◆ **Activity**: Search the entries below for "JSONB". Report each line where it occurs.

◆ **Stored items**:
+++

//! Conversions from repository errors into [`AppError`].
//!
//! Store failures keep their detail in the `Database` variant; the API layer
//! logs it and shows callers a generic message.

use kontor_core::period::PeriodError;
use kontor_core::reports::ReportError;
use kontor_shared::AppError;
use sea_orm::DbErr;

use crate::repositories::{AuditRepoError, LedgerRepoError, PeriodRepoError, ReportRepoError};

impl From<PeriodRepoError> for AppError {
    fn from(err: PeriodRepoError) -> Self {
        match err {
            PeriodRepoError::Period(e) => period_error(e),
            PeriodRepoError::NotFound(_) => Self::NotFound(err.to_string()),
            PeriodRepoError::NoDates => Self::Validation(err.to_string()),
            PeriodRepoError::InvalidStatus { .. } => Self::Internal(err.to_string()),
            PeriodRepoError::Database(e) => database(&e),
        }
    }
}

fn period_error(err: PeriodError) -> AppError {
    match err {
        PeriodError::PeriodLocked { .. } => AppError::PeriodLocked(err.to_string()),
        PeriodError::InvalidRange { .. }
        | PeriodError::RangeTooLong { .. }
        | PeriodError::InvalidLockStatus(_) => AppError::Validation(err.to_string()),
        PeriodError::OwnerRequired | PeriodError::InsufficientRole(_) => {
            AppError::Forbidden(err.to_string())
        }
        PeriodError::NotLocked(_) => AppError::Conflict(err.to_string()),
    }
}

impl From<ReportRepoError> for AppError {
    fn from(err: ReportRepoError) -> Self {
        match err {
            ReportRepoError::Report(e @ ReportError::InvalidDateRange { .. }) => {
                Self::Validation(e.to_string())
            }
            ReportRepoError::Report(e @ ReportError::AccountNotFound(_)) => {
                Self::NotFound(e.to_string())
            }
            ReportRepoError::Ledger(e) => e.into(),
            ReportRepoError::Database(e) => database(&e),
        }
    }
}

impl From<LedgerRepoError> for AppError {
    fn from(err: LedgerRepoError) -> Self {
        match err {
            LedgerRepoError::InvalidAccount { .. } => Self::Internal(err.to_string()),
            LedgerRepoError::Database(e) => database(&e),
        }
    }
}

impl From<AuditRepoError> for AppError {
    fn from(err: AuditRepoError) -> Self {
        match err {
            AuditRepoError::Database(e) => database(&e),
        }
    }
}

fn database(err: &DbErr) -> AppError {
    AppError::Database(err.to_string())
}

+++

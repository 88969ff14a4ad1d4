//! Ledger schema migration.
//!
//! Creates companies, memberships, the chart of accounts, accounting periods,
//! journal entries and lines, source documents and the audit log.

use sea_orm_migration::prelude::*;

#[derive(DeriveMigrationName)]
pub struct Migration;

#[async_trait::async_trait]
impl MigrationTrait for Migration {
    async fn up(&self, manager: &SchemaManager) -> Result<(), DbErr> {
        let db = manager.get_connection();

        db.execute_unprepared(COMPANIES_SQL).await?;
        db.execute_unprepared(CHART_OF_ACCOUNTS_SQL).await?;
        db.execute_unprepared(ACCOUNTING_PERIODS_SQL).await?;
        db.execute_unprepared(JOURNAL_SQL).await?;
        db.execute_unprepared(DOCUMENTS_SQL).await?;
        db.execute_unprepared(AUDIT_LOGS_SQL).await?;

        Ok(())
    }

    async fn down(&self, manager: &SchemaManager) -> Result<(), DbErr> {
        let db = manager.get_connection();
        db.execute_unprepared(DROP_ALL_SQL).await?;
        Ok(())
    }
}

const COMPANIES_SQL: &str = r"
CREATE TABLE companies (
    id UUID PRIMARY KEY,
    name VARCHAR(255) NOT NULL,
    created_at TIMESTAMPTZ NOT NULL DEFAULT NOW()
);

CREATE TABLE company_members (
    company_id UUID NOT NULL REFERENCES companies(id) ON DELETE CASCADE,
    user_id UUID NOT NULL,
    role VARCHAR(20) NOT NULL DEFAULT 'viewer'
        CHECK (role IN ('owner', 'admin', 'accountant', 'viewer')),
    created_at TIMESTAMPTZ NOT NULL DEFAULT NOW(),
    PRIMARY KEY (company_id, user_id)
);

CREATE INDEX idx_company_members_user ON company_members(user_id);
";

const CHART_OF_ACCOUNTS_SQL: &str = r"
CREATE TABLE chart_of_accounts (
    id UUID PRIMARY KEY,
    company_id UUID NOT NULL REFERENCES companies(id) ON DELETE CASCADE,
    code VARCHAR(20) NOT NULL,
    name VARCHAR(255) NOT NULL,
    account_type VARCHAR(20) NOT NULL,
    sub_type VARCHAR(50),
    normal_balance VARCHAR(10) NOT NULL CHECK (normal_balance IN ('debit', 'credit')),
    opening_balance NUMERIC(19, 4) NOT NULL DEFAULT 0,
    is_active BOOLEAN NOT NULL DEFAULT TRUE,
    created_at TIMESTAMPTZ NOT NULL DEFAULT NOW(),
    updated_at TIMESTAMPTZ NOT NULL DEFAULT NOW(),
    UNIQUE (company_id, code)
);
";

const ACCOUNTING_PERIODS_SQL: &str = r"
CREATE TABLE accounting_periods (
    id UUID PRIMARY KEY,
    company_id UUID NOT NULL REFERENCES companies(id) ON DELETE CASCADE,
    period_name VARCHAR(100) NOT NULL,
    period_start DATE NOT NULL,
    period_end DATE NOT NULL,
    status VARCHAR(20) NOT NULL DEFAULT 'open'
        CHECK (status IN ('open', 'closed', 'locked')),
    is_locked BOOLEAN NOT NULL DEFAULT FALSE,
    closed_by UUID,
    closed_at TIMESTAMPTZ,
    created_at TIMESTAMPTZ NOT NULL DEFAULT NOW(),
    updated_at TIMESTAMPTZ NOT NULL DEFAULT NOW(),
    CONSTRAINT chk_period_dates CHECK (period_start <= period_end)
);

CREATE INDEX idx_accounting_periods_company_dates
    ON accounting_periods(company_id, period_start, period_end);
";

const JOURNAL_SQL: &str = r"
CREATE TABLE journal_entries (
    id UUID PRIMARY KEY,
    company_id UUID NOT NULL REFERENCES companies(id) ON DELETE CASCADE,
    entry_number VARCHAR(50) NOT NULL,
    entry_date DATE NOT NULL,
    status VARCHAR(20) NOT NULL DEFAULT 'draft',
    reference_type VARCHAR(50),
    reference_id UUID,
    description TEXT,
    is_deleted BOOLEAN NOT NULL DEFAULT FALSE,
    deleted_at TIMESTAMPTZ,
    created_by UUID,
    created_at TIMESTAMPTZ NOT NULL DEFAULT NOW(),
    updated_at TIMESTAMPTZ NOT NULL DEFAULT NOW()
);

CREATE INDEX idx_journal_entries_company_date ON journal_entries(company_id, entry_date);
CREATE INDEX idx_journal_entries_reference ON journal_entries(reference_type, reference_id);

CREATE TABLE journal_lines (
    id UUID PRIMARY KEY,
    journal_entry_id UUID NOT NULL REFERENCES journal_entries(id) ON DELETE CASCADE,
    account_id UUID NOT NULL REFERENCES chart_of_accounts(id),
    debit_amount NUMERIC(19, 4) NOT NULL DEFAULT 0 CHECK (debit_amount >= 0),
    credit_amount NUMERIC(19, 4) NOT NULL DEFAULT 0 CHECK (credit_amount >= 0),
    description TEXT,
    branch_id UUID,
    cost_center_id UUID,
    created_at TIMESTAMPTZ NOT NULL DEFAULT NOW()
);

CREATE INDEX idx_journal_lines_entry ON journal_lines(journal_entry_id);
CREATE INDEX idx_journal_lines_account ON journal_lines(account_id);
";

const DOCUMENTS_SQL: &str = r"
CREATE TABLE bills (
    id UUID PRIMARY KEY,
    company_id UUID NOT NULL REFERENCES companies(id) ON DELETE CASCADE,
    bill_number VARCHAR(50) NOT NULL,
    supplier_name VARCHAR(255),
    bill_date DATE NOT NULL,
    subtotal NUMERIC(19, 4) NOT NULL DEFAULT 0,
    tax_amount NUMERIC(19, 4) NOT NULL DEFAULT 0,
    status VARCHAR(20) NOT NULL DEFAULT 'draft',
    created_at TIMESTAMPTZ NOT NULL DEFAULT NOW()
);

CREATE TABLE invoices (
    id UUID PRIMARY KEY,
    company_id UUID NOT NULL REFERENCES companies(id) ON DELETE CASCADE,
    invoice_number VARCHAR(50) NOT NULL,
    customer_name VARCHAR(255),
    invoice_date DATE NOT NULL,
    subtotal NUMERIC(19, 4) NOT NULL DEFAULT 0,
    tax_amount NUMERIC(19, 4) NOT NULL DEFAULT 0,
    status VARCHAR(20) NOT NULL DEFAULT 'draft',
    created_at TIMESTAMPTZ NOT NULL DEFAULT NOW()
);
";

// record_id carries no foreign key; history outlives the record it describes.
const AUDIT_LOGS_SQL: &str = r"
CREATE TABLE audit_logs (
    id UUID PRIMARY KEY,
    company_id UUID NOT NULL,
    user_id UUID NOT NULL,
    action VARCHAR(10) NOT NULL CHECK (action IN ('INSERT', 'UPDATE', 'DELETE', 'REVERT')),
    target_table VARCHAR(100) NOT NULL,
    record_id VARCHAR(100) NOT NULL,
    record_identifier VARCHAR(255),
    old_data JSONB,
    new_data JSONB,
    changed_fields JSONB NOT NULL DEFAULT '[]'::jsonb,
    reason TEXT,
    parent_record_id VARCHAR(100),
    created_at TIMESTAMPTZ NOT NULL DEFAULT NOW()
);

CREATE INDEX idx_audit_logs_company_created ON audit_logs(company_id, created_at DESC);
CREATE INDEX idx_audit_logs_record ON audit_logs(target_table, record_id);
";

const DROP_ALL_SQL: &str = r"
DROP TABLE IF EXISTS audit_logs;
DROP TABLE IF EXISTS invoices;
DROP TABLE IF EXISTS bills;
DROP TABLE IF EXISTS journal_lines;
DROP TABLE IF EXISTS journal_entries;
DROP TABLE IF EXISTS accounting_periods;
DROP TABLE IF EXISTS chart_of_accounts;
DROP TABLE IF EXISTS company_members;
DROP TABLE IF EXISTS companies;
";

+++

◆ **Output below**:
    old_data JSONB,
    new_data JSONB,
    changed_fields JSONB NOT NULL DEFAULT '[]'::jsonb,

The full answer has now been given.